◆ **Problem description**
Start with the first line of the records below. Output each line exactly, ending with the one that contains "single place the".

◆ **Exercise data**
==========

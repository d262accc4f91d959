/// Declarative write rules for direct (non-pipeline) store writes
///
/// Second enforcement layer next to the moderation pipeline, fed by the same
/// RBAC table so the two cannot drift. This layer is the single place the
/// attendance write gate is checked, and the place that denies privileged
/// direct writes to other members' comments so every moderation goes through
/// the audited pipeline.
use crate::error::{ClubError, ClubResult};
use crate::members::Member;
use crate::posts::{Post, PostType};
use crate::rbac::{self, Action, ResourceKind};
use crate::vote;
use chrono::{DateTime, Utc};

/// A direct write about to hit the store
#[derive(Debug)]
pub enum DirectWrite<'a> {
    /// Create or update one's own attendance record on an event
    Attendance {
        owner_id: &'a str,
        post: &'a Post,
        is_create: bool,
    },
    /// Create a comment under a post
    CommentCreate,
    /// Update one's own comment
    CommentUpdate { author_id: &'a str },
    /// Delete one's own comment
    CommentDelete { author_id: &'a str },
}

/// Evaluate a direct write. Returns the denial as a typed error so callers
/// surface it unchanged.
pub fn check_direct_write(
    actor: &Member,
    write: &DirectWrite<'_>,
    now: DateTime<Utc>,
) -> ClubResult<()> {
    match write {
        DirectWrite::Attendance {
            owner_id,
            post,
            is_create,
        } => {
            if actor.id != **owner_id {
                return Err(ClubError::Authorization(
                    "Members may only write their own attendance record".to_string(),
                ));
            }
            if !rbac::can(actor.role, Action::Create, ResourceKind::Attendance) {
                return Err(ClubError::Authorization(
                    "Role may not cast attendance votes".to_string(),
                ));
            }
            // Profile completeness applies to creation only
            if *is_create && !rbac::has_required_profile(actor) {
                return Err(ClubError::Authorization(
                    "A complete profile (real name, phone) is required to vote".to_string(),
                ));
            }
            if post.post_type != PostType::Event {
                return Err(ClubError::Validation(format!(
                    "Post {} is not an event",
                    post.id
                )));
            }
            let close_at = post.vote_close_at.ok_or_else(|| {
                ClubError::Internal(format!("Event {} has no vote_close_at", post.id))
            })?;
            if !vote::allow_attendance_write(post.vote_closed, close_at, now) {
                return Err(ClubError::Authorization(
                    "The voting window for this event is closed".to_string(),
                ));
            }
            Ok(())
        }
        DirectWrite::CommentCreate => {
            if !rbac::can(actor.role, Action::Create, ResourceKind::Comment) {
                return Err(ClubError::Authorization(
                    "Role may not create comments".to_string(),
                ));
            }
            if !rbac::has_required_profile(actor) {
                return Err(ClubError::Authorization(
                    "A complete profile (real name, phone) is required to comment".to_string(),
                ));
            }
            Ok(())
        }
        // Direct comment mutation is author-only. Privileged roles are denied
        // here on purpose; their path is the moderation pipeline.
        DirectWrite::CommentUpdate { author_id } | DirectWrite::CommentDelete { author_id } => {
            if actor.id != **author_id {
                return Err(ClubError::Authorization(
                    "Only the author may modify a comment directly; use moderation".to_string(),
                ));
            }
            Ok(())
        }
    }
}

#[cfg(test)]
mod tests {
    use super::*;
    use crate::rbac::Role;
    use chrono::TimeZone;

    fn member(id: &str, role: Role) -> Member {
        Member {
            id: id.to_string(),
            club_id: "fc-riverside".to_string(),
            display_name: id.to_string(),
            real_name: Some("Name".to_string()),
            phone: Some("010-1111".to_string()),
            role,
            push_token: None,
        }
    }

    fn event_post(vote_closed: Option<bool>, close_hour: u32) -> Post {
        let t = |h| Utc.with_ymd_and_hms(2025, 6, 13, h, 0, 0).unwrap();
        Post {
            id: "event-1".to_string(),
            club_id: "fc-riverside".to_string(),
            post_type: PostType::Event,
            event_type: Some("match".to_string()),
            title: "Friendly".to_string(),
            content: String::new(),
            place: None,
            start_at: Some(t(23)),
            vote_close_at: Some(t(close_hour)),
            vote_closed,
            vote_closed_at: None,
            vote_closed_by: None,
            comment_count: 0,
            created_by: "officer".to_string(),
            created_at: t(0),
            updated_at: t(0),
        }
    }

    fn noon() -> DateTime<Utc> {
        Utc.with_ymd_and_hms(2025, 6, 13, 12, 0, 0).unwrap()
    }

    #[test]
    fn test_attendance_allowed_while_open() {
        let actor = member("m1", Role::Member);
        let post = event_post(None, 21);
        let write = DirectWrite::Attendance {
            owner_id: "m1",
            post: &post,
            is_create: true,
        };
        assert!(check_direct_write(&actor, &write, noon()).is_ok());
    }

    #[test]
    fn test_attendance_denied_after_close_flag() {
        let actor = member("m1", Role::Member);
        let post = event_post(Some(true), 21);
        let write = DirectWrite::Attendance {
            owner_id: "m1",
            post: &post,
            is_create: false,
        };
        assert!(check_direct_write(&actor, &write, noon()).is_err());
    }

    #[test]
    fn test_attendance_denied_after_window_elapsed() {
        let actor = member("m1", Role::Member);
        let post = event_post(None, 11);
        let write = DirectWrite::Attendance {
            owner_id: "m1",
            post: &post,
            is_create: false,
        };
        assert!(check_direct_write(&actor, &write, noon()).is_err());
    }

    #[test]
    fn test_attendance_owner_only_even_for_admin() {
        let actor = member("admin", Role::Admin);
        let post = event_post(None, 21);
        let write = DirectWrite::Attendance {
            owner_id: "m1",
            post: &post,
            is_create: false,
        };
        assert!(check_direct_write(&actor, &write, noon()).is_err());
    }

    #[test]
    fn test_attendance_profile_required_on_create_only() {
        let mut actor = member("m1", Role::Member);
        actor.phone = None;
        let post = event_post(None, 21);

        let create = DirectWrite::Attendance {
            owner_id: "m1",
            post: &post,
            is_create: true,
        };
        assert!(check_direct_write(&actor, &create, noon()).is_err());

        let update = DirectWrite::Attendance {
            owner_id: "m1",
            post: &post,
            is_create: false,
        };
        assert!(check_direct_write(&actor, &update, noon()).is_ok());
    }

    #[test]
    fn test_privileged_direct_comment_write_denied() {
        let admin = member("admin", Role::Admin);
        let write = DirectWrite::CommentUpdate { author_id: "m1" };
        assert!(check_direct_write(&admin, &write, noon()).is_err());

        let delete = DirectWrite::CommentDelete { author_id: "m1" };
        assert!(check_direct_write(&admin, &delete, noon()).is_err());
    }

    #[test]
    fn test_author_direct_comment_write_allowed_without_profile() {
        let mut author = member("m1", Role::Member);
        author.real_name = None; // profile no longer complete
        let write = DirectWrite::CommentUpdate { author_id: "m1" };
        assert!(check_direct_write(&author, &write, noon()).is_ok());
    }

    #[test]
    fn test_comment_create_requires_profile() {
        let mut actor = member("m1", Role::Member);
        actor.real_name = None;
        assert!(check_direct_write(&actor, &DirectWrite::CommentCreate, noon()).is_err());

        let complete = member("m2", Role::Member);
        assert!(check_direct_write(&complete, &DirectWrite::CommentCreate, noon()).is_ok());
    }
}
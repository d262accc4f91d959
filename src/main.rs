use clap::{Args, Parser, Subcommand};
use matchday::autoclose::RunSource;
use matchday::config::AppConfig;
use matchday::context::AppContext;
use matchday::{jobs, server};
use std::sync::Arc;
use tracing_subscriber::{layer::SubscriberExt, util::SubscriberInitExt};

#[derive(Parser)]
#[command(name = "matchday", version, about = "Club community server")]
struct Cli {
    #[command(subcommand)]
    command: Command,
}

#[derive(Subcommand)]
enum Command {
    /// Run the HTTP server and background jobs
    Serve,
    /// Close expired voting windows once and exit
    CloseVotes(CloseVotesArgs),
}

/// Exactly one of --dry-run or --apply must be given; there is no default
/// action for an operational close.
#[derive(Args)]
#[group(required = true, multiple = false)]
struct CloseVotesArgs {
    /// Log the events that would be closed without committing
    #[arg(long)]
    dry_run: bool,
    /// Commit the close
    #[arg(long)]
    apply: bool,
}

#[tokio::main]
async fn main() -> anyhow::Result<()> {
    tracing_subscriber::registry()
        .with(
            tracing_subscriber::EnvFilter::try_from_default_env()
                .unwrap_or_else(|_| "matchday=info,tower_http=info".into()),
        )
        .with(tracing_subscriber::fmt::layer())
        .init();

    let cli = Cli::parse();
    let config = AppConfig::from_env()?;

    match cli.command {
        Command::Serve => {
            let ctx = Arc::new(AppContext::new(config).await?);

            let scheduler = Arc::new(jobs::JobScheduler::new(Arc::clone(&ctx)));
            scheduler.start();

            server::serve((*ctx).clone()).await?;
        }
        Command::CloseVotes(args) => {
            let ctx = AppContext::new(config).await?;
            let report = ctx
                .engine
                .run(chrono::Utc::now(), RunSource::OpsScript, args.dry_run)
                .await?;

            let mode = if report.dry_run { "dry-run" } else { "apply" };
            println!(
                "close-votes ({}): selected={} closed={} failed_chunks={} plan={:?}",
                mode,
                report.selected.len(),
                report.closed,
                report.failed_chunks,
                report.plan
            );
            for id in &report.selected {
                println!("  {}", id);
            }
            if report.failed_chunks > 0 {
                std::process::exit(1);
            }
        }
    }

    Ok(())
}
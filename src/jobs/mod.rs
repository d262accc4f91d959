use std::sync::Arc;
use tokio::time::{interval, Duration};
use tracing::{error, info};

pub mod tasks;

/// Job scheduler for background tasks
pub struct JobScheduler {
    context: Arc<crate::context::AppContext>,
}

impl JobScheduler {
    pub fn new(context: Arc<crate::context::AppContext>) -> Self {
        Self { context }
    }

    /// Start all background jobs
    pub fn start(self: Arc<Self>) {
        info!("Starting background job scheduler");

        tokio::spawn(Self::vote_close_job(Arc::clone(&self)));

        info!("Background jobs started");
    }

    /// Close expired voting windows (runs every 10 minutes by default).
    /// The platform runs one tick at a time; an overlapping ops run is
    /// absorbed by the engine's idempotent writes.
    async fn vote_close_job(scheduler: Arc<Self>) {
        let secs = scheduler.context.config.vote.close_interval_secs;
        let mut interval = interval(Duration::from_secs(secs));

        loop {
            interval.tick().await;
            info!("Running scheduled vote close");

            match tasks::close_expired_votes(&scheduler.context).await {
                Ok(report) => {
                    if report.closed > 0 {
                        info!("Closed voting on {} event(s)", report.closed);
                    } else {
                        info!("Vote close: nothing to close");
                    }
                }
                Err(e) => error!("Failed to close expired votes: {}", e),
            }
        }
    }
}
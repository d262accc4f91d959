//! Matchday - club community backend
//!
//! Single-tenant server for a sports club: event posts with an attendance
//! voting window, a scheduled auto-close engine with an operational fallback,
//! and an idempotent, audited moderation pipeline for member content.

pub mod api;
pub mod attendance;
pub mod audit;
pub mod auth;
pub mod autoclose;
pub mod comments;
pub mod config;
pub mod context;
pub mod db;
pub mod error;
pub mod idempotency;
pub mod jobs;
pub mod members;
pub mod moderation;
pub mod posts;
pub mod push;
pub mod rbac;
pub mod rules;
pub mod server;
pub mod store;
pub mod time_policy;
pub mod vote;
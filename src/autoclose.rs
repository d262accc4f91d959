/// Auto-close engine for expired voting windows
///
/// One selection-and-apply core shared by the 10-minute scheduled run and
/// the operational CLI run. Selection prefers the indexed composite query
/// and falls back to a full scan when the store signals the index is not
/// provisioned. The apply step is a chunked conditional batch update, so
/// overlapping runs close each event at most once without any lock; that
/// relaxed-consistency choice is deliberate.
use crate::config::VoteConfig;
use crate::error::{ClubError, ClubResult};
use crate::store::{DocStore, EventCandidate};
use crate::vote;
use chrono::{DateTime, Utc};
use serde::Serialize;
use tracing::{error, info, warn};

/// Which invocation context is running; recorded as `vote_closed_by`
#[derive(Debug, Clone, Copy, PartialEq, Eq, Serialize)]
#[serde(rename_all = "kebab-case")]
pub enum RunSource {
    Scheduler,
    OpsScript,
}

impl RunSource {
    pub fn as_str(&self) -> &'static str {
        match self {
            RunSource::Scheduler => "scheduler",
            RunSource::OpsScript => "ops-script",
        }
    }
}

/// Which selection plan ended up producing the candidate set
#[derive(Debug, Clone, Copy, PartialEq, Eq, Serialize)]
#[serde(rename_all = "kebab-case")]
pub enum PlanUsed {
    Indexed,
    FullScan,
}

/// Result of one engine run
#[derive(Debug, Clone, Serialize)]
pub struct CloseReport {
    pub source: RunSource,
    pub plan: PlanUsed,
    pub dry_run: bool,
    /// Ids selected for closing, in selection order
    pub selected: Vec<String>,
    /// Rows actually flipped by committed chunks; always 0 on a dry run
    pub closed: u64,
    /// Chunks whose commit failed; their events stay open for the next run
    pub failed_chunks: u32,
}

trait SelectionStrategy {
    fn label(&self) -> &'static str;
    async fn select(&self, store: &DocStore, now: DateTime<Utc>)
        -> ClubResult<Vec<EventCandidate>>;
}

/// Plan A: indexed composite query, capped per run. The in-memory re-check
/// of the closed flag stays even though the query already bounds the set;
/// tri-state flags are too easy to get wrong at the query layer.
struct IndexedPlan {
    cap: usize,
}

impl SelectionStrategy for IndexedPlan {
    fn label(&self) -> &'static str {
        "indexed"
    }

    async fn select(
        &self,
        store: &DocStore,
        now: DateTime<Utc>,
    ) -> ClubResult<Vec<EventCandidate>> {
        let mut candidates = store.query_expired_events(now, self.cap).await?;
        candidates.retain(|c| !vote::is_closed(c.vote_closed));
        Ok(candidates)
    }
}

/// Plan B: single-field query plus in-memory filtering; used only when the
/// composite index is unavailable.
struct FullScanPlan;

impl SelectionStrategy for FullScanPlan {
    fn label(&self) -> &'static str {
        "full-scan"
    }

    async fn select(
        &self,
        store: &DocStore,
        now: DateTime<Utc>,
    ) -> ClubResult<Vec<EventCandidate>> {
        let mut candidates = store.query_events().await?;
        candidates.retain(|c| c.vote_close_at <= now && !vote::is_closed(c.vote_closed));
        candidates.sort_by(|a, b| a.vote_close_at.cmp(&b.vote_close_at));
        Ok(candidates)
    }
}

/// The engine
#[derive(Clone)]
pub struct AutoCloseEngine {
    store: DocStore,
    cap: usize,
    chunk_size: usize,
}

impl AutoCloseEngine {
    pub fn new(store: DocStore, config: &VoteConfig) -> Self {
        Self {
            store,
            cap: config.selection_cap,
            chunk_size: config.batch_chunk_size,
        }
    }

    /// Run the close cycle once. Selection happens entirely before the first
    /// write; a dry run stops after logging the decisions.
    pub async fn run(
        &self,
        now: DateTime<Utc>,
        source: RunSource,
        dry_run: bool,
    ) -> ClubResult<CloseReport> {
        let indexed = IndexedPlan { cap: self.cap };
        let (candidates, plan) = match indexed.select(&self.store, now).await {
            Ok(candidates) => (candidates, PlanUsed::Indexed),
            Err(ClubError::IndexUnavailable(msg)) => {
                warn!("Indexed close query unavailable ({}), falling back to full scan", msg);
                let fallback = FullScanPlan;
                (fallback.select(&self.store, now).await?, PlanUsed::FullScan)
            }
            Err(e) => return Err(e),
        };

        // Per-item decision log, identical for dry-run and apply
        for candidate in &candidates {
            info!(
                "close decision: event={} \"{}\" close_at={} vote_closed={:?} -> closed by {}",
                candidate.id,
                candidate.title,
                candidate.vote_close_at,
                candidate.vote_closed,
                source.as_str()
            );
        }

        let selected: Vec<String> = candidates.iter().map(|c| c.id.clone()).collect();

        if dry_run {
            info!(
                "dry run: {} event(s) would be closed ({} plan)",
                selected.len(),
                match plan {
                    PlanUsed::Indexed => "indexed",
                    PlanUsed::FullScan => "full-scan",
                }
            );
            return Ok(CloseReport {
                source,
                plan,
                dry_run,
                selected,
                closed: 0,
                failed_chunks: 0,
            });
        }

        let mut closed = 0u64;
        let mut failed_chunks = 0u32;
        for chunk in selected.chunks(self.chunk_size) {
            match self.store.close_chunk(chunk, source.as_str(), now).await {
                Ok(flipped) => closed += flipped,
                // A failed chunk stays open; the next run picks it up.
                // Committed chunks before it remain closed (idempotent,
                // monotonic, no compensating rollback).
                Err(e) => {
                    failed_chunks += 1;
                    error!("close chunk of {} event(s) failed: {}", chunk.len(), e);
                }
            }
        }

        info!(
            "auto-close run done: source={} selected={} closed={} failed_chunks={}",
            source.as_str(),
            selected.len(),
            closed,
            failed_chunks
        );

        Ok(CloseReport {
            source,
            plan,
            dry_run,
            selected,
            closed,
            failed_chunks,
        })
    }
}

==========

◆ **Task output**
repository d262accc4f91d959
/// Declarative write rules for direct (non-pipeline) store writes
///
/// Second enforcement layer next to the moderation pipeline, fed by the same
/// RBAC table so the two cannot drift. This layer is the single place the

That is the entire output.